» WORK TASK
Would you copy each line of the data below that has "before"?

» TASK INPUT
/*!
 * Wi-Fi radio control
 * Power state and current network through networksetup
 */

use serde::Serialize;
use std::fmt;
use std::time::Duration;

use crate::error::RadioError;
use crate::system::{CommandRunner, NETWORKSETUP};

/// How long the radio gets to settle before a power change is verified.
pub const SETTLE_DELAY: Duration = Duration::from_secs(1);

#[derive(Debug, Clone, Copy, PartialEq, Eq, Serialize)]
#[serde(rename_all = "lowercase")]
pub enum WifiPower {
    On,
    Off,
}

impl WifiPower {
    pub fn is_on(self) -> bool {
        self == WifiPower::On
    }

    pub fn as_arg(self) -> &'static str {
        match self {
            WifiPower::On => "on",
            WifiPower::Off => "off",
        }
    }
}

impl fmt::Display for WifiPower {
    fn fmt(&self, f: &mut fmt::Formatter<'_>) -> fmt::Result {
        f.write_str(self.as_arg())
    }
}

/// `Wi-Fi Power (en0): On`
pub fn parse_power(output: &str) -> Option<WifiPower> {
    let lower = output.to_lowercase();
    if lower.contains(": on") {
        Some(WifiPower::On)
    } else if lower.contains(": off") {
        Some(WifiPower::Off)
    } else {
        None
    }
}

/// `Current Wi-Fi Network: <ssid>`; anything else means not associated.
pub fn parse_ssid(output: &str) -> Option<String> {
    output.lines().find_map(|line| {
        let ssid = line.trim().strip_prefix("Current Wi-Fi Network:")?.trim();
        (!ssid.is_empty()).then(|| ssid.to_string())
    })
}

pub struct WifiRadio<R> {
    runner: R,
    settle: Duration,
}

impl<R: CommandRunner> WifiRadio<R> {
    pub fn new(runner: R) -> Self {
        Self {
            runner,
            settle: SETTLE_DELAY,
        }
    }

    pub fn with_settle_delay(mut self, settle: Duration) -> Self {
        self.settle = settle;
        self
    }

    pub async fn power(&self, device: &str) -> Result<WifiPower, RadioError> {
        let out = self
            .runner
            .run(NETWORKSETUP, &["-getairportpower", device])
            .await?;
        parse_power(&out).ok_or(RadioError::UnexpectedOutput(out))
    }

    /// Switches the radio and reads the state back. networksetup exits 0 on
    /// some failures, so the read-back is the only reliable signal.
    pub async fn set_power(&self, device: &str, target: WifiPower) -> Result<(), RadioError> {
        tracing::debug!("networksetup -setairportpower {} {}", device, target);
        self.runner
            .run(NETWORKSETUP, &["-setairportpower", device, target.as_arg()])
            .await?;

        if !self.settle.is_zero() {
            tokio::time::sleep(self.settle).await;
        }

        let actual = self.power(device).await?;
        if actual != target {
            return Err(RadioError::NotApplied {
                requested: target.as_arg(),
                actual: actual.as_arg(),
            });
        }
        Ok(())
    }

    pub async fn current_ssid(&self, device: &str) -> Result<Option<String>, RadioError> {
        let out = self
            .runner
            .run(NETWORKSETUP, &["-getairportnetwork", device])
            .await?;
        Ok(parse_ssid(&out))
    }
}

==

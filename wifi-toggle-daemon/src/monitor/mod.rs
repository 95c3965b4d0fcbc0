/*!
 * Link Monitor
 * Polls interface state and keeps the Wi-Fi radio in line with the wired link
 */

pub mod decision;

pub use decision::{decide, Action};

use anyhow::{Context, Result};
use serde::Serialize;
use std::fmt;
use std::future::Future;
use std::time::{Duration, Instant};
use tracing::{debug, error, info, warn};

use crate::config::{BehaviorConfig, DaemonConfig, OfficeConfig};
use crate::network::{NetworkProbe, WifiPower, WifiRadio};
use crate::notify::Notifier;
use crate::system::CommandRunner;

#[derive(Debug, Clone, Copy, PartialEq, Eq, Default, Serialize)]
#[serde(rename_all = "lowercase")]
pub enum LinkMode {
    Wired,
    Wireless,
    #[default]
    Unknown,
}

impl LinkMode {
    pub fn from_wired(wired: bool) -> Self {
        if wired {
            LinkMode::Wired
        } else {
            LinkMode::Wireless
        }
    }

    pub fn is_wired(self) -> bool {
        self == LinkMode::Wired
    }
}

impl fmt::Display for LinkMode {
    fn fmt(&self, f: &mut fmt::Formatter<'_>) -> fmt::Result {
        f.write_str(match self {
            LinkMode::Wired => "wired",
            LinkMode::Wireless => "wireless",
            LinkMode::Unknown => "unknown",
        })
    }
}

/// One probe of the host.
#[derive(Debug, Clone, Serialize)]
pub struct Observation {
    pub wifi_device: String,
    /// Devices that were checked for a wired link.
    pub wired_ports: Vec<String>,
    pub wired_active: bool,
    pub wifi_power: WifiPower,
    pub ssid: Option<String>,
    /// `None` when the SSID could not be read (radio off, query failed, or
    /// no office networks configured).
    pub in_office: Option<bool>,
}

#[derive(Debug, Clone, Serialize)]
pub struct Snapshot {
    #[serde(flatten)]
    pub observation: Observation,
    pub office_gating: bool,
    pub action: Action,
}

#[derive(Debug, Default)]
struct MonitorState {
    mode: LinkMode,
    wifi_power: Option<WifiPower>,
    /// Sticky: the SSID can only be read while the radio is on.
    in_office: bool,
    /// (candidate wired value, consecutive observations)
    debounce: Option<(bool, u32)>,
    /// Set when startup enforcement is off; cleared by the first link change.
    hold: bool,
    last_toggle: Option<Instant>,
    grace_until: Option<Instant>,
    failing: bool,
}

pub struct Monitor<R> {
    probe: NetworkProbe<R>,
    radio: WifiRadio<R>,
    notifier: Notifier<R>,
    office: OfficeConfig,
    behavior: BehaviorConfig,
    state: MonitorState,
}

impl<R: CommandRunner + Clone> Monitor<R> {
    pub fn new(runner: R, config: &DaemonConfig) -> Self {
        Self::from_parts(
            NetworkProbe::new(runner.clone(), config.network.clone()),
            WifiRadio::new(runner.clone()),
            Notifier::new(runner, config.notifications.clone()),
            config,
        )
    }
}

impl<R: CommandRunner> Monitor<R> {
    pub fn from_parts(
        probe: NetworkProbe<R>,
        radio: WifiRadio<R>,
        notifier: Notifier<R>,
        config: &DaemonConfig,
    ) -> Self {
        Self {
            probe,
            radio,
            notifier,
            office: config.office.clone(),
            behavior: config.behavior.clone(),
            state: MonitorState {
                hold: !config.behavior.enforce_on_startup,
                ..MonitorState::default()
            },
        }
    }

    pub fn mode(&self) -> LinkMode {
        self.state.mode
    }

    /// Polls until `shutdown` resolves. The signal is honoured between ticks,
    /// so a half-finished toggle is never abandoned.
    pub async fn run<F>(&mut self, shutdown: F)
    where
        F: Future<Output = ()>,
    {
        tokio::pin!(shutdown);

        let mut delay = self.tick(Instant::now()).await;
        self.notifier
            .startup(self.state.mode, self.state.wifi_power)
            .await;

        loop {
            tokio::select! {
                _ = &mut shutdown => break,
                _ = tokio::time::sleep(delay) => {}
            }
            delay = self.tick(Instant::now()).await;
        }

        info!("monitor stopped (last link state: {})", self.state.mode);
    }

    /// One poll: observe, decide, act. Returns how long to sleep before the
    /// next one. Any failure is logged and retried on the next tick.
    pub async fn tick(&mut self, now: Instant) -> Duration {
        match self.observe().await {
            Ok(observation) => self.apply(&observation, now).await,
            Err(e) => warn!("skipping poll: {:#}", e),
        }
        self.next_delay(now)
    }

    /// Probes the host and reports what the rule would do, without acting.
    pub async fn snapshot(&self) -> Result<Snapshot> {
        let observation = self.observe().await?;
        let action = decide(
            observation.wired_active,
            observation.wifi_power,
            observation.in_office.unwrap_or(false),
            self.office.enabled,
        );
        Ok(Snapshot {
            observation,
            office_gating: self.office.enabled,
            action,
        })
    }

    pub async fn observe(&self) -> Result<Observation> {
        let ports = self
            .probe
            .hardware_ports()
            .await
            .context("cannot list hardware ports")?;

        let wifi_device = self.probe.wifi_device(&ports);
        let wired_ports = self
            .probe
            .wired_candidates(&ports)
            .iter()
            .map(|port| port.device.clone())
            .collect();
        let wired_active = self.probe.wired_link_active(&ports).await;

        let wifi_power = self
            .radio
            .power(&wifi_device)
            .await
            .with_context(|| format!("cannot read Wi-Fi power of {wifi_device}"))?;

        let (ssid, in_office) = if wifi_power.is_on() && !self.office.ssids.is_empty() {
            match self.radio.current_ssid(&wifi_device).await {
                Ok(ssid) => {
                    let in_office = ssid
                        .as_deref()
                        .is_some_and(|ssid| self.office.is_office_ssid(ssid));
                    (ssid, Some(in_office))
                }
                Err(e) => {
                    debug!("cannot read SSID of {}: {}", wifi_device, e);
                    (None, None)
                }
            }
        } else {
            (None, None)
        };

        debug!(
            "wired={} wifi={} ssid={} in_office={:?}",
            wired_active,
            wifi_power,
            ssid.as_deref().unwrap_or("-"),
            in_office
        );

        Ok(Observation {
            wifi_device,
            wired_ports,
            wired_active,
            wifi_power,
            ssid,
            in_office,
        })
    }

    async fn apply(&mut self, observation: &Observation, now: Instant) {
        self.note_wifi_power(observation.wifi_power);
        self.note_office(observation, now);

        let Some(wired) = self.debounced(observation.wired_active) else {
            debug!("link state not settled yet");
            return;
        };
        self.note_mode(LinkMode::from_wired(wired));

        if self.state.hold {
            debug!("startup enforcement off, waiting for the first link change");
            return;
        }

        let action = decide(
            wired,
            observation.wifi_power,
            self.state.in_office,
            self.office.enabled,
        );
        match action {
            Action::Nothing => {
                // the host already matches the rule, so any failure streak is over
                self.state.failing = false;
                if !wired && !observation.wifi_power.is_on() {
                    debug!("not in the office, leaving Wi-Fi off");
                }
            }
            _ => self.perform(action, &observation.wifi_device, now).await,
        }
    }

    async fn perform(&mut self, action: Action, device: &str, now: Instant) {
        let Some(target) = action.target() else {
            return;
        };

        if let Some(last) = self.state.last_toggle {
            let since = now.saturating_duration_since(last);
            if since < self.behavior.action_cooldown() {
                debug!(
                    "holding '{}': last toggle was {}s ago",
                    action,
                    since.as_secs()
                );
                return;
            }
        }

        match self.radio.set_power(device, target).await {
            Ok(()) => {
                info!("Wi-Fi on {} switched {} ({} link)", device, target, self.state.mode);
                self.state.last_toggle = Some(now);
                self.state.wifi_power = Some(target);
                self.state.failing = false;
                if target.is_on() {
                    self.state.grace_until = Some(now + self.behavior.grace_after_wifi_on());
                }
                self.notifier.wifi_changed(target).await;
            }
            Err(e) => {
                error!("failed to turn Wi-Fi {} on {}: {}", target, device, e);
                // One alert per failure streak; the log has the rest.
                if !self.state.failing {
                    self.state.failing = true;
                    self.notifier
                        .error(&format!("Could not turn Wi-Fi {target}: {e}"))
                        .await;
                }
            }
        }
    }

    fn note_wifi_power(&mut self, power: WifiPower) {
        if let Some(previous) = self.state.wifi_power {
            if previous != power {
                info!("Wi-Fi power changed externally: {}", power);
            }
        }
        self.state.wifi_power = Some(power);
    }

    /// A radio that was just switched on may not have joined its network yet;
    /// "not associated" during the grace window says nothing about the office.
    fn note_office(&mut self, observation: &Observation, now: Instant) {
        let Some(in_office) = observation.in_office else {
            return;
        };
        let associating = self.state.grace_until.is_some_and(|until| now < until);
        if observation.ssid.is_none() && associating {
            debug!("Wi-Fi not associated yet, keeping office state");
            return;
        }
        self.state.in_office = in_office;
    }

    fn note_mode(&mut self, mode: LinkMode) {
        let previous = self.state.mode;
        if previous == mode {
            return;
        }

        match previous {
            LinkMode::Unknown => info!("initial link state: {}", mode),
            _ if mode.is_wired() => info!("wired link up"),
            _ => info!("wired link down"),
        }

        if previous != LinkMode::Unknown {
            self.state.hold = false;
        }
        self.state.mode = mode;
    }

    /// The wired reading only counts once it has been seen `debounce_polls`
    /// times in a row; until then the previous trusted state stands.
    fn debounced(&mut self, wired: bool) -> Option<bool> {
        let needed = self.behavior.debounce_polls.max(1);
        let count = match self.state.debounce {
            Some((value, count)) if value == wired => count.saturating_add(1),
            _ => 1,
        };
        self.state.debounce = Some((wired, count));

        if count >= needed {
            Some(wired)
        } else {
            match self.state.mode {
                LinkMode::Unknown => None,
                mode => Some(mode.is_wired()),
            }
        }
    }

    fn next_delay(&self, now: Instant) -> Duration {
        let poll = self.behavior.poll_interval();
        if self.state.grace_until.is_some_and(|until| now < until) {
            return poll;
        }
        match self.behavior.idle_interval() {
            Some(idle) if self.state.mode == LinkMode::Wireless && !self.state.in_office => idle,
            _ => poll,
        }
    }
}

» EXERCISE ANSWER
/// How long the radio gets to settle before a power change is verified.
    /// One poll: observe, decide, act. Returns how long to sleep before the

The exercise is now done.